Saved data entries:

╔══

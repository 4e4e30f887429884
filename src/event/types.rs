//! Event data model — the start and stop of every percussion hit.

use serde::Serialize;

use super::tick::Tick;
use crate::dsl::{Hit, SoundId, Volume};

/// Whether an event starts or stops a sound.
#[derive(Debug, Clone, Copy, PartialEq, Eq, Hash, Serialize)]
#[serde(rename_all = "lowercase")]
pub enum EventKind {
    Start,
    Stop,
}

/// A single start or stop at an absolute tick.
#[derive(Debug, Clone, Copy, PartialEq, Eq, Serialize)]
pub struct TimedEvent {
    pub kind: EventKind,
    pub sound: SoundId,
    pub volume: Volume,
    /// Offset from the start of the whole sequence.
    pub tick: Tick,
}

impl TimedEvent {
    /// Start `hit` at `tick`.
    pub fn start(hit: Hit, tick: Tick) -> Self {
        Self {
            kind: EventKind::Start,
            sound: hit.sound,
            volume: hit.volume,
            tick,
        }
    }

    /// Stop `hit` at `tick`.
    pub fn stop(hit: Hit, tick: Tick) -> Self {
        Self {
            kind: EventKind::Stop,
            sound: hit.sound,
            volume: hit.volume,
            tick,
        }
    }

    pub fn is_start(&self) -> bool {
        self.kind == EventKind::Start
    }
}
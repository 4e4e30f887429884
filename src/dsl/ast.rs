//! Parsed VPAL notation: a score of beats, each a set of simultaneous hits.

use serde::Serialize;

use super::hit::Hit;

/// All hits that sound together at one rhythmic position, in line order.
///
/// An empty beat is a silent position: it still takes up time.
#[derive(Debug, Clone, Default, PartialEq, Eq, Serialize)]
#[serde(transparent)]
pub struct Beat {
    hits: Vec<Hit>,
}

impl Beat {
    pub fn new(hits: Vec<Hit>) -> Self {
        Self { hits }
    }

    pub fn hits(&self) -> &[Hit] {
        &self.hits
    }

    pub fn len(&self) -> usize {
        self.hits.len()
    }

    /// Whether every line rests at this position.
    pub fn is_silent(&self) -> bool {
        self.hits.is_empty()
    }
}

/// A parsed piece of notation: one [`Beat`] per column.
#[derive(Debug, Clone, Default, PartialEq, Eq, Serialize)]
#[serde(transparent)]
pub struct Score {
    beats: Vec<Beat>,
}

impl Score {
    pub fn new(beats: Vec<Beat>) -> Self {
        Self { beats }
    }

    pub fn beats(&self) -> &[Beat] {
        &self.beats
    }

    /// Number of beats (columns).
    pub fn len(&self) -> usize {
        self.beats.len()
    }

    pub fn is_empty(&self) -> bool {
        self.beats.is_empty()
    }

    /// Total number of hits across all beats.
    pub fn hit_count(&self) -> usize {
        self.beats.iter().map(Beat::len).sum()
    }
}
//! Musical time as integer ticks.
//!
//! All sequencing is done in ticks so repeats never accumulate rounding
//! error; conversion to seconds happens only when reporting durations.

use std::cmp::Ordering;
use std::ops::{Add, Sub};

use serde::Serialize;

/// Ticks per quarter note in encoded MIDI files.
pub const TICKS_PER_QUARTER: u16 = 480;

/// Ticks per VPAL beat: one eighth note at [`TICKS_PER_QUARTER`] resolution.
pub const DEFAULT_TICKS_PER_BEAT: u32 = TICKS_PER_QUARTER as u32 / 2;

/// An absolute position in a rendered sequence, in ticks.
#[derive(Debug, Clone, Copy, Eq, PartialEq, Hash, Default, Serialize)]
#[serde(transparent)]
pub struct Tick {
    ticks: u64,
}

impl Tick {
    /// The start of the sequence.
    pub const ZERO: Tick = Tick { ticks: 0 };

    pub fn from_ticks(ticks: u64) -> Self {
        Self { ticks }
    }

    /// Position of the start of beat `index` at `ticks_per_beat` resolution.
    ///
    /// Saturates at `u64::MAX` rather than wrapping.
    pub fn from_beats(index: u64, ticks_per_beat: u32) -> Self {
        Self {
            ticks: index.saturating_mul(u64::from(ticks_per_beat)),
        }
    }

    pub fn ticks(self) -> u64 {
        self.ticks
    }

    /// Wall-clock seconds from zero at `bpm` quarter notes per minute.
    pub fn to_seconds(self, bpm: u32) -> f64 {
        if bpm == 0 {
            return 0.0;
        }
        self.ticks as f64 * 60.0 / (TICKS_PER_QUARTER as f64 * bpm as f64)
    }
}

impl Ord for Tick {
    fn cmp(&self, other: &Self) -> Ordering {
        self.ticks.cmp(&other.ticks)
    }
}

impl PartialOrd for Tick {
    fn partial_cmp(&self, other: &Self) -> Option<Ordering> {
        Some(self.cmp(other))
    }
}

impl Add<u64> for Tick {
    type Output = Self;

    fn add(self, rhs: u64) -> Self {
        Self {
            ticks: self.ticks.saturating_add(rhs),
        }
    }
}

impl Sub for Tick {
    type Output = u64;

    /// Distance between two positions, saturating at zero.
    fn sub(self, rhs: Self) -> u64 {
        self.ticks.saturating_sub(rhs.ticks)
    }
}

╚══

About this task
Without changing a single character, write out all of the entries.

Output below
repository 4e4e30f887429884
filename src/event/types.rs
//! Event data model — the start and stop of every percussion hit.

use serde::Serialize;

use super::tick::Tick;
use crate::dsl::{Hit, SoundId, Volume};

/// Whether an event starts or stops a sound.
#[derive(Debug, Clone, Copy, PartialEq, Eq, Hash, Serialize)]
#[serde(rename_all = "lowercase")]
pub enum EventKind {
    Start,
    Stop,
}

/// A single start or stop at an absolute tick.
#[derive(Debug, Clone, Copy, PartialEq, Eq, Serialize)]
pub struct TimedEvent {
    pub kind: EventKind,
    pub sound: SoundId,
    pub volume: Volume,
    /// Offset from the start of the whole sequence.
    pub tick: Tick,
}

impl TimedEvent {
    /// Start `hit` at `tick`.
    pub fn start(hit: Hit, tick: Tick) -> Self {
        Self {
            kind: EventKind::Start,
            sound: hit.sound,
            volume: hit.volume,
            tick,
        }
    }

    /// Stop `hit` at `tick`.
    pub fn stop(hit: Hit, tick: Tick) -> Self {
        Self {
            kind: EventKind::Stop,
            sound: hit.sound,
            volume: hit.volume,
            tick,
        }
    }

    pub fn is_start(&self) -> bool {
        self.kind == EventKind::Start
    }
}
repository 4e4e30f887429884
filename src/dsl/ast.rs
//! Parsed VPAL notation: a score of beats, each a set of simultaneous hits.

use serde::Serialize;

use super::hit::Hit;

/// All hits that sound together at one rhythmic position, in line order.
///
/// An empty beat is a silent position: it still takes up time.
#[derive(Debug, Clone, Default, PartialEq, Eq, Serialize)]
#[serde(transparent)]
pub struct Beat {
    hits: Vec<Hit>,
}

impl Beat {
    pub fn new(hits: Vec<Hit>) -> Self {
        Self { hits }
    }

    pub fn hits(&self) -> &[Hit] {
        &self.hits
    }

    pub fn len(&self) -> usize {
        self.hits.len()
    }

    /// Whether every line rests at this position.
    pub fn is_silent(&self) -> bool {
        self.hits.is_empty()
    }
}

/// A parsed piece of notation: one [`Beat`] per column.
#[derive(Debug, Clone, Default, PartialEq, Eq, Serialize)]
#[serde(transparent)]
pub struct Score {
    beats: Vec<Beat>,
}

impl Score {
    pub fn new(beats: Vec<Beat>) -> Self {
        Self { beats }
    }

    pub fn beats(&self) -> &[Beat] {
        &self.beats
    }

    /// Number of beats (columns).
    pub fn len(&self) -> usize {
        self.beats.len()
    }

    pub fn is_empty(&self) -> bool {
        self.beats.is_empty()
    }

    /// Total number of hits across all beats.
    pub fn hit_count(&self) -> usize {
        self.beats.iter().map(Beat::len).sum()
    }
}
//! Musical time as integer ticks.
//!
//! All sequencing is done in ticks so repeats never accumulate rounding
//! error; conversion to seconds happens only when reporting durations.

use std::cmp::Ordering;
use std::ops::{Add, Sub};

use serde::Serialize;

/// Ticks per quarter note in encoded MIDI files.
pub const TICKS_PER_QUARTER: u16 = 480;

/// Ticks per VPAL beat: one eighth note at [`TICKS_PER_QUARTER`] resolution.
pub const DEFAULT_TICKS_PER_BEAT: u32 = TICKS_PER_QUARTER as u32 / 2;

/// An absolute position in a rendered sequence, in ticks.
#[derive(Debug, Clone, Copy, Eq, PartialEq, Hash, Default, Serialize)]
#[serde(transparent)]
pub struct Tick {
    ticks: u64,
}

impl Tick {
    /// The start of the sequence.
    pub const ZERO: Tick = Tick { ticks: 0 };

    pub fn from_ticks(ticks: u64) -> Self {
        Self { ticks }
    }

    /// Position of the start of beat `index` at `ticks_per_beat` resolution.
    ///
    /// Saturates at `u64::MAX` rather than wrapping.
    pub fn from_beats(index: u64, ticks_per_beat: u32) -> Self {
        Self {
            ticks: index.saturating_mul(u64::from(ticks_per_beat)),
        }
    }

    pub fn ticks(self) -> u64 {
        self.ticks
    }

    /// Wall-clock seconds from zero at `bpm` quarter notes per minute.
    pub fn to_seconds(self, bpm: u32) -> f64 {
        if bpm == 0 {
            return 0.0;
        }
        self.ticks as f64 * 60.0 / (TICKS_PER_QUARTER as f64 * bpm as f64)
    }
}

impl Ord for Tick {
    fn cmp(&self, other: &Self) -> Ordering {
        self.ticks.cmp(&other.ticks)
    }
}

impl PartialOrd for Tick {
    fn partial_cmp(&self, other: &Self) -> Option<Ordering> {
        Some(self.cmp(other))
    }
}

impl Add<u64> for Tick {
    type Output = Self;

    fn add(self, rhs: u64) -> Self {
        Self {
            ticks: self.ticks.saturating_add(rhs),
        }
    }
}

impl Sub for Tick {
    type Output = u64;

    /// Distance between two positions, saturating at zero.
    fn sub(self, rhs: Self) -> u64 {
        self.ticks.saturating_sub(rhs.ticks)
    }
}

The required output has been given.